§ Exercise description: Check every line below for the word "generic" and copy the ones that have it.

--- Supplied data Enclosed Below ---

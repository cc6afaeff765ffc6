#![deny(missing_docs)]

//! # OAS DOM
//!
//! Object model for OpenAPI-style schema documents: composable schema
//! nodes, references resolved by searching the owning document, and a codec
//! that round-trips the generic document form without losing vendor
//! extensions.

/// Shared error types.
pub mod error;

/// Vendor extension side-channel.
pub mod extensions;

/// Wire / snake_case key normalization.
pub mod alias;

/// Schema nodes and their satellite objects.
pub mod schema;

/// Cross-field composition checks.
pub mod validation;

/// Internal and external references.
pub mod reference;

/// Depth-first path search.
pub mod resolver;

/// Document root and definitions.
pub mod document;

/// Decode / encode between generic values and the typed graph.
pub mod codec;

/// JSON and YAML text strategies.
pub mod format;

pub use alias::{KeyAlias, KeyStyle};
pub use codec::{CodecOptions, GraphCodec, Shape, UnresolvedPolicy};
pub use document::{Document, DocumentEntry, DocumentId, DocumentLayout};
pub use error::{AppError, AppResult};
pub use extensions::ExtensionBag;
pub use format::{Json, TextFormat, Yaml};
pub use reference::{ExternalKind, Reference, ReferenceState, ReferenceTarget};
pub use resolver::{PathResolver, SearchTarget};
pub use schema::{
    AdditionalProperties, Discriminator, ExclusiveBound, ExternalDocs, SchemaKind, SchemaNode,
    SchemaOrRef, Xml,
};
pub use validation::{CompositionValidator, ValidationResult, Violation, ViolationKind};
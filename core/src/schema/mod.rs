#![deny(missing_docs)]

//! # Schema Objects
//!
//! The recursive constraint node of the model and its satellite objects.
//!
//! - **SchemaNode**: title/type metadata plus numeric, string, array and
//!   object facets, composition lists and a discriminator.
//! - **SchemaOrRef**: an owned node, a non-owning [`Reference`], or a raw
//!   member value that was not decoded.
//! - **discriminator / external_docs / xml**: small objects hanging off a
//!   schema.
//!
//! Setters validate only the field they touch. Requirements that depend on
//! `kind` (such as `items` for arrays) are left to
//! [`CompositionValidator`](crate::validation::CompositionValidator).

pub mod discriminator;
pub mod external_docs;
pub mod xml;

pub use discriminator::Discriminator;
pub use external_docs::ExternalDocs;
pub use xml::Xml;

use crate::error::{AppError, AppResult};
use crate::extensions::ExtensionBag;
use crate::reference::Reference;
use indexmap::{IndexMap, IndexSet};
use serde_json::{Number, Value};
use std::fmt;
use std::str::FromStr;

/// The primitive type a schema constrains.
#[derive(Debug, Clone, Copy, PartialEq, Eq, Hash)]
pub enum SchemaKind {
    /// `null`
    Null,
    /// `boolean`
    Boolean,
    /// `object`
    Object,
    /// `array`
    Array,
    /// `number`
    Number,
    /// `string`
    String,
    /// `integer`
    Integer,
}

impl SchemaKind {
    /// All supported kinds, in OpenAPI order.
    pub const ALL: [SchemaKind; 7] = [
        SchemaKind::Null,
        SchemaKind::Boolean,
        SchemaKind::Object,
        SchemaKind::Array,
        SchemaKind::Number,
        SchemaKind::String,
        SchemaKind::Integer,
    ];

    /// The wire token.
    pub fn as_str(self) -> &'static str {
        match self {
            SchemaKind::Null => "null",
            SchemaKind::Boolean => "boolean",
            SchemaKind::Object => "object",
            SchemaKind::Array => "array",
            SchemaKind::Number => "number",
            SchemaKind::String => "string",
            SchemaKind::Integer => "integer",
        }
    }

    /// `number` or `integer`.
    pub fn is_numeric(self) -> bool {
        matches!(self, SchemaKind::Number | SchemaKind::Integer)
    }
}

impl FromStr for SchemaKind {
    type Err = AppError;

    /// Tokens are matched case-insensitively.
    fn from_str(s: &str) -> Result<Self, Self::Err> {
        let lowered = s.to_ascii_lowercase();
        SchemaKind::ALL
            .into_iter()
            .find(|kind| kind.as_str() == lowered)
            .ok_or_else(|| AppError::UnsupportedKind(s.to_string()))
    }
}

impl fmt::Display for SchemaKind {
    fn fmt(&self, f: &mut fmt::Formatter<'_>) -> fmt::Result {
        f.write_str(self.as_str())
    }
}

/// A member slot of a schema: `items`, `not`, composition entries, property
/// values and schema-valued `additionalProperties`.
#[derive(Debug, Clone, PartialEq)]
pub enum SchemaOrRef {
    /// An owned, nested schema.
    Schema(Box<SchemaNode>),
    /// A pointer elsewhere; never owns its target.
    Reference(Reference),
    /// A raw value kept as-is (for example a boolean schema). Round-trips
    /// verbatim and is always reported by the validator.
    Unresolved(Value),
}

impl SchemaOrRef {
    /// Returns the schema if this slot holds one.
    pub fn as_schema(&self) -> Option<&SchemaNode> {
        match self {
            SchemaOrRef::Schema(s) => Some(s),
            _ => None,
        }
    }

    /// Mutable access to the schema if this slot holds one.
    pub fn as_schema_mut(&mut self) -> Option<&mut SchemaNode> {
        match self {
            SchemaOrRef::Schema(s) => Some(s),
            _ => None,
        }
    }

    /// Returns the reference if this slot holds one.
    pub fn as_reference(&self) -> Option<&Reference> {
        match self {
            SchemaOrRef::Reference(r) => Some(r),
            _ => None,
        }
    }

    /// `true` for a schema or a reference, `false` for a raw value.
    pub fn is_typed(&self) -> bool {
        !matches!(self, SchemaOrRef::Unresolved(_))
    }
}

impl From<SchemaNode> for SchemaOrRef {
    fn from(node: SchemaNode) -> Self {
        SchemaOrRef::Schema(Box::new(node))
    }
}

impl From<Reference> for SchemaOrRef {
    fn from(reference: Reference) -> Self {
        SchemaOrRef::Reference(reference)
    }
}

/// `additionalProperties`: a flag or a schema for the extra values.
#[derive(Debug, Clone, PartialEq)]
pub enum AdditionalProperties {
    /// `true` allows any extra property, `false` forbids them.
    Allowed(bool),
    /// Extra properties must validate against this member.
    Schema(SchemaOrRef),
}

impl From<bool> for AdditionalProperties {
    fn from(flag: bool) -> Self {
        AdditionalProperties::Allowed(flag)
    }
}

impl From<SchemaOrRef> for AdditionalProperties {
    fn from(member: SchemaOrRef) -> Self {
        AdditionalProperties::Schema(member)
    }
}

impl From<SchemaNode> for AdditionalProperties {
    fn from(node: SchemaNode) -> Self {
        AdditionalProperties::Schema(node.into())
    }
}

impl From<Reference> for AdditionalProperties {
    fn from(reference: Reference) -> Self {
        AdditionalProperties::Schema(reference.into())
    }
}

/// Input accepted by the exclusive-bound setters.
///
/// The stored and serialized form is always a boolean; a numeric limit is
/// checked against the inclusive bound and then coerced.
#[derive(Debug, Clone, PartialEq)]
pub enum ExclusiveBound {
    /// Boolean form; always accepted.
    Flag(bool),
    /// Numeric form; rejected when it is not below the inclusive bound.
    Limit(Number),
}

impl From<bool> for ExclusiveBound {
    fn from(flag: bool) -> Self {
        ExclusiveBound::Flag(flag)
    }
}

impl From<Number> for ExclusiveBound {
    fn from(limit: Number) -> Self {
        ExclusiveBound::Limit(limit)
    }
}

/// A typed constraint node.
///
/// Optional fields distinguish "absent" from "set to the default" so that a
/// decoded document encodes back to the same keys.
#[derive(Debug, Clone, Default, PartialEq)]
pub struct SchemaNode {
    /// Short title.
    pub title: Option<String>,
    /// Long description (CommonMark).
    pub description: Option<String>,
    /// The constrained primitive type.
    pub kind: Option<SchemaKind>,
    /// Default value.
    pub default: Option<Value>,
    /// Example value.
    pub example: Option<Value>,
    /// Format hint (`int64`, `date-time`, …); not interpreted.
    pub format: Option<String>,
    enum_values: Option<Vec<Value>>,
    /// Whether `null` is accepted in addition to `kind`.
    pub nullable: Option<bool>,
    /// Whether the schema is deprecated.
    pub deprecated: Option<bool>,
    /// Property is only sent in responses.
    pub read_only: Option<bool>,
    /// Property is only sent in requests.
    pub write_only: Option<bool>,
    /// Additional external documentation.
    pub external_docs: Option<ExternalDocs>,
    /// XML representation hints.
    pub xml: Option<Xml>,

    /// Polymorphism hint over the composition lists.
    pub discriminator: Option<Discriminator>,
    /// Must validate against every member.
    pub all_of: Vec<SchemaOrRef>,
    /// Must validate against at least one member.
    pub any_of: Vec<SchemaOrRef>,
    /// Must validate against exactly one member.
    pub one_of: Vec<SchemaOrRef>,
    /// Must not validate against this member.
    pub not: Option<SchemaOrRef>,

    multiple_of: Option<u64>,
    maximum: Option<Number>,
    exclusive_maximum: Option<bool>,
    minimum: Option<Number>,
    exclusive_minimum: Option<bool>,

    /// Maximum string length.
    pub max_length: Option<u64>,
    /// Minimum string length.
    pub min_length: Option<u64>,
    /// ECMA-262 pattern; not compiled here.
    pub pattern: Option<String>,

    /// Maximum array length.
    pub max_items: Option<u64>,
    /// Minimum array length.
    pub min_items: Option<u64>,
    /// Whether array items must be unique.
    pub unique_items: Option<bool>,
    /// Schema of array items; required when `kind` is `array`.
    pub items: Option<SchemaOrRef>,

    /// Maximum number of properties.
    pub max_properties: Option<u64>,
    /// Minimum number of properties.
    pub min_properties: Option<u64>,
    /// Names of required properties.
    pub required: Option<IndexSet<String>>,
    /// Property schemas, in document order.
    pub properties: Option<IndexMap<String, SchemaOrRef>>,
    /// Policy for properties not listed in `properties`; `true` when absent.
    pub additional_properties: Option<AdditionalProperties>,

    /// Vendor extensions.
    pub extensions: ExtensionBag,
}
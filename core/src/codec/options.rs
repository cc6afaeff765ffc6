#![deny(missing_docs)]

//! # Codec Options
//!
//! Knobs for decoding and encoding. Loadable from a YAML (or JSON) snippet so
//! a caller can keep them next to its other configuration:
//!
//! ```yaml
//! strict: true
//! keyStyle: snake
//! maxDepth: 64
//! unresolved: verbatim
//! ```

use crate::alias::KeyStyle;
use crate::error::AppResult;
use crate::reference::REFERENCE_KEY;
use serde::{Deserialize, Serialize};
use serde_json::Value;

/// Default bound for every recursive walk.
pub const DEFAULT_MAX_DEPTH: usize = 128;

/// What `encode` writes for an internal reference that cannot be resolved.
#[derive(Debug, Clone, Default, PartialEq, Serialize, Deserialize)]
#[serde(rename_all = "camelCase")]
pub enum UnresolvedPolicy {
    /// Propagate the resolution error.
    #[default]
    Fail,
    /// Write the pointer text the reference was decoded from, or its key,
    /// and log a warning.
    Verbatim,
    /// Write this value as the `$ref` value and log a warning.
    Placeholder(Value),
}

/// Codec configuration.
#[derive(Debug, Clone, PartialEq, Serialize, Deserialize)]
#[serde(default, rename_all = "camelCase")]
pub struct CodecOptions {
    /// Reject raw members and unprefixed leftover keys.
    pub strict: bool,
    /// Key that marks a mapping as a reference.
    pub reference_key: String,
    /// Key convention of encoded output.
    pub key_style: KeyStyle,
    /// Encoding of unresolvable internal references.
    pub unresolved: UnresolvedPolicy,
    /// Bound on nesting for decode, encode and resolution.
    pub max_depth: usize,
}

impl Default for CodecOptions {
    fn default() -> Self {
        Self {
            strict: false,
            reference_key: REFERENCE_KEY.to_string(),
            key_style: KeyStyle::Wire,
            unresolved: UnresolvedPolicy::Fail,
            max_depth: DEFAULT_MAX_DEPTH,
        }
    }
}

impl CodecOptions {
    /// Parses options from YAML; missing keys take their defaults.
    pub fn from_yaml_str(yaml: &str) -> AppResult<Self> {
        if yaml.trim().is_empty() {
            return Ok(Self::default());
        }
        Ok(serde_yaml::from_str(yaml)?)
    }

    /// Sets strict mode.
    pub fn with_strict(mut self, strict: bool) -> Self {
        self.strict = strict;
        self
    }

    /// Sets the reference marker key.
    pub fn with_reference_key(mut self, key: impl Into<String>) -> Self {
        self.reference_key = key.into();
        self
    }

    /// Sets the output key convention.
    pub fn with_key_style(mut self, style: KeyStyle) -> Self {
        self.key_style = style;
        self
    }

    /// Sets the unresolved-reference policy.
    pub fn with_unresolved(mut self, policy: UnresolvedPolicy) -> Self {
        self.unresolved = policy;
        self
    }

    /// Sets the depth bound.
    pub fn with_max_depth(mut self, max_depth: usize) -> Self {
        self.max_depth = max_depth;
        self
    }
}
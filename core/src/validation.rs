#![deny(missing_docs)]

//! # Composition Validation
//!
//! Cross-field checks on a schema that cannot be expressed by the field types
//! alone.
//!
//! Additional validations include:
//! - Composition members (`allOf`, `anyOf`, `oneOf`, `not`) must be schemas or
//!   references.
//! - Array schemas must define `items`.
//! - Property values and schema-valued `additionalProperties` must be schemas
//!   or references.
//! - A discriminator needs a non-empty composition list to select from.
//!
//! Checks never fail: findings are collected and returned.

use crate::codec::DEFAULT_MAX_DEPTH;
use crate::error::AppError;
use crate::schema::{AdditionalProperties, SchemaKind, SchemaNode, SchemaOrRef};
use derive_more::Display;
use std::fmt;

/// What kind of rule a [`Violation`] broke.
#[derive(Debug, Clone, PartialEq, Eq, Display)]
pub enum ViolationKind {
    /// A member slot holds a raw value instead of a schema or reference.
    #[display("must be a schema or a reference")]
    NonSchemaMember,
    /// `type: array` without `items`.
    #[display("array schemas must define 'items'")]
    MissingItems,
    /// A discriminator with every composition list empty.
    #[display("a discriminator requires a non-empty allOf, anyOf or oneOf")]
    DiscriminatorWithoutComposition,
    /// The tree walk stopped at the depth bound.
    #[display("nesting exceeds the maximum depth of {_0}")]
    DepthExceeded(usize),
}

/// A single finding, located by its path from the checked node.
#[derive(Debug, Clone, PartialEq, Eq)]
pub struct Violation {
    /// Dotted location such as `properties.tags.items` (empty for the root).
    pub location: String,
    /// The broken rule.
    pub kind: ViolationKind,
}

impl fmt::Display for Violation {
    fn fmt(&self, f: &mut fmt::Formatter<'_>) -> fmt::Result {
        if self.location.is_empty() {
            write!(f, "{}", self.kind)
        } else {
            write!(f, "{}: {}", self.location, self.kind)
        }
    }
}

impl Violation {
    fn new(location: impl Into<String>, kind: ViolationKind) -> Self {
        Self {
            location: location.into(),
            kind,
        }
    }
}

/// Outcome of a validation run.
#[derive(Debug, Clone, Default, PartialEq, Eq)]
pub struct ValidationResult {
    violations: Vec<Violation>,
}

impl ValidationResult {
    /// `true` when nothing was found.
    pub fn is_valid(&self) -> bool {
        self.violations.is_empty()
    }

    /// The findings, in discovery order.
    pub fn violations(&self) -> &[Violation] {
        &self.violations
    }

    /// Human summary, one finding per line.
    pub fn message(&self) -> String {
        if self.violations.is_empty() {
            return "Object is valid.".to_string();
        }
        self.violations
            .iter()
            .map(|v| format!("{}", v))
            .collect::<Vec<_>>()
            .join("\n")
    }

    /// `Ok(())` when valid, otherwise [`AppError::CompositionInvalid`].
    pub fn into_result(self) -> Result<(), AppError> {
        if self.violations.is_empty() {
            Ok(())
        } else {
            Err(AppError::CompositionInvalid(self.violations))
        }
    }
}

/// Runs the composition rules over schema nodes.
#[derive(Debug, Clone, Copy)]
pub struct CompositionValidator {
    max_depth: usize,
}

impl Default for CompositionValidator {
    fn default() -> Self {
        Self {
            max_depth: DEFAULT_MAX_DEPTH,
        }
    }
}

impl CompositionValidator {
    /// Validator with the default depth bound.
    pub fn new() -> Self {
        Self::default()
    }

    /// Overrides the depth bound used by [`check_tree`](Self::check_tree).
    pub fn with_max_depth(mut self, max_depth: usize) -> Self {
        self.max_depth = max_depth;
        self
    }

    /// Checks one node. Nested schemas are not visited.
    pub fn check(&self, node: &SchemaNode) -> ValidationResult {
        let mut violations = Vec::new();
        check_node(node, "", &mut violations);
        ValidationResult { violations }
    }

    /// Checks a node and every schema it owns. References are not followed.
    pub fn check_tree(&self, node: &SchemaNode) -> ValidationResult {
        let mut violations = Vec::new();
        let mut stack: Vec<(&SchemaNode, String, usize)> = vec![(node, String::new(), 0)];

        while let Some((current, location, depth)) = stack.pop() {
            if depth > self.max_depth {
                violations.push(Violation::new(
                    location,
                    ViolationKind::DepthExceeded(self.max_depth),
                ));
                continue;
            }
            check_node(current, &location, &mut violations);

            // Reverse so the walk reports in document order.
            for (label, member) in current.children().into_iter().rev() {
                if let SchemaOrRef::Schema(child) = member {
                    stack.push((child, join(&location, &label), depth + 1));
                }
            }
        }

        ValidationResult { violations }
    }
}

fn check_node(node: &SchemaNode, location: &str, out: &mut Vec<Violation>) {
    let mut member = |label: String, slot: &SchemaOrRef| {
        if !slot.is_typed() {
            out.push(Violation::new(
                join(location, &label),
                ViolationKind::NonSchemaMember,
            ));
        }
    };

    for (label, list) in [
        ("allOf", &node.all_of),
        ("anyOf", &node.any_of),
        ("oneOf", &node.one_of),
    ] {
        for (idx, slot) in list.iter().enumerate() {
            member(format!("{}[{}]", label, idx), slot);
        }
    }
    if let Some(slot) = &node.not {
        member("not".to_string(), slot);
    }
    if let Some(slot) = &node.items {
        member("items".to_string(), slot);
    }
    if let Some(props) = &node.properties {
        for (name, slot) in props {
            member(format!("properties.{}", name), slot);
        }
    }
    if let Some(AdditionalProperties::Schema(slot)) = &node.additional_properties {
        member("additionalProperties".to_string(), slot);
    }

    if node.kind == Some(SchemaKind::Array) && node.items.is_none() {
        out.push(Violation::new(location, ViolationKind::MissingItems));
    }

    if node.discriminator.is_some()
        && node.all_of.is_empty()
        && node.any_of.is_empty()
        && node.one_of.is_empty()
    {
        out.push(Violation::new(
            join(location, "discriminator"),
            ViolationKind::DiscriminatorWithoutComposition,
        ));
    }
}

fn join(parent: &str, label: &str) -> String {
    if parent.is_empty() {
        label.to_string()
    } else {
        format!("{}.{}", parent, label)
    }
}

#[cfg(test)]
mod tests {
    use super::*;
    use crate::reference::Reference;
    use crate::schema::Discriminator;
    use serde_json::json;

    #[test]
    fn test_empty_node_is_valid() {
        let result = CompositionValidator::new().check(&SchemaNode::new());
        assert!(result.is_valid());
        assert_eq!(result.message(), "Object is valid.");
    }

    #[test]
    fn test_array_without_items() {
        let node = SchemaNode::of_kind(SchemaKind::Array);
        let result = CompositionValidator::new().check(&node);
        assert_eq!(result.violations().len(), 1);
        assert_eq!(result.violations()[0].kind, ViolationKind::MissingItems);
        assert!(result.message().contains("items"));
    }

    #[test]
    fn test_raw_composition_member_is_flagged() {
        let mut node = SchemaNode::new();
        node.all_of.push(SchemaNode::new().into());
        node.all_of.push(SchemaOrRef::Unresolved(json!(true)));
        let result = CompositionValidator::new().check(&node);
        assert_eq!(result.violations().len(), 1);
        assert_eq!(result.violations()[0].location, "allOf[1]");
    }

    #[test]
    fn test_discriminator_requires_composition() {
        let mut node = SchemaNode::new();
        node.discriminator = Some(Discriminator::new("kind"));
        let result = CompositionValidator::new().check(&node);
        assert_eq!(
            result.violations()[0].kind,
            ViolationKind::DiscriminatorWithoutComposition
        );

        node.one_of.push(Reference::internal("Cat").into());
        assert!(CompositionValidator::new().check(&node).is_valid());
    }

    #[test]
    fn test_check_does_not_descend_but_check_tree_does() {
        let node = SchemaNode::of_kind(SchemaKind::Object)
            .with_property("tags", SchemaNode::of_kind(SchemaKind::Array));
        let validator = CompositionValidator::new();
        assert!(validator.check(&node).is_valid());

        let result = validator.check_tree(&node);
        assert_eq!(result.violations().len(), 1);
        assert_eq!(result.violations()[0].location, "properties.tags");
    }

    #[test]
    fn test_check_tree_depth_bound() {
        let mut node = SchemaNode::of_kind(SchemaKind::Array).with_items(SchemaNode::new());
        for _ in 0..5 {
            node = SchemaNode::of_kind(SchemaKind::Array).with_items(node);
        }
        let result = CompositionValidator::new().with_max_depth(3).check_tree(&node);
        assert!(result
            .violations()
            .iter()
            .any(|v| v.kind == ViolationKind::DepthExceeded(3)));
    }

    #[test]
    fn test_into_result() {
        let err = CompositionValidator::new()
            .check(&SchemaNode::of_kind(SchemaKind::Array))
            .into_result()
            .unwrap_err();
        assert!(matches!(err, AppError::CompositionInvalid(ref v) if v.len() == 1));
    }
}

--- End of Enclosed Supplied data ---

§ Solution to this exercise:
//! that round-trips the generic document form without losing vendor
/// Decode / encode between generic values and the typed graph.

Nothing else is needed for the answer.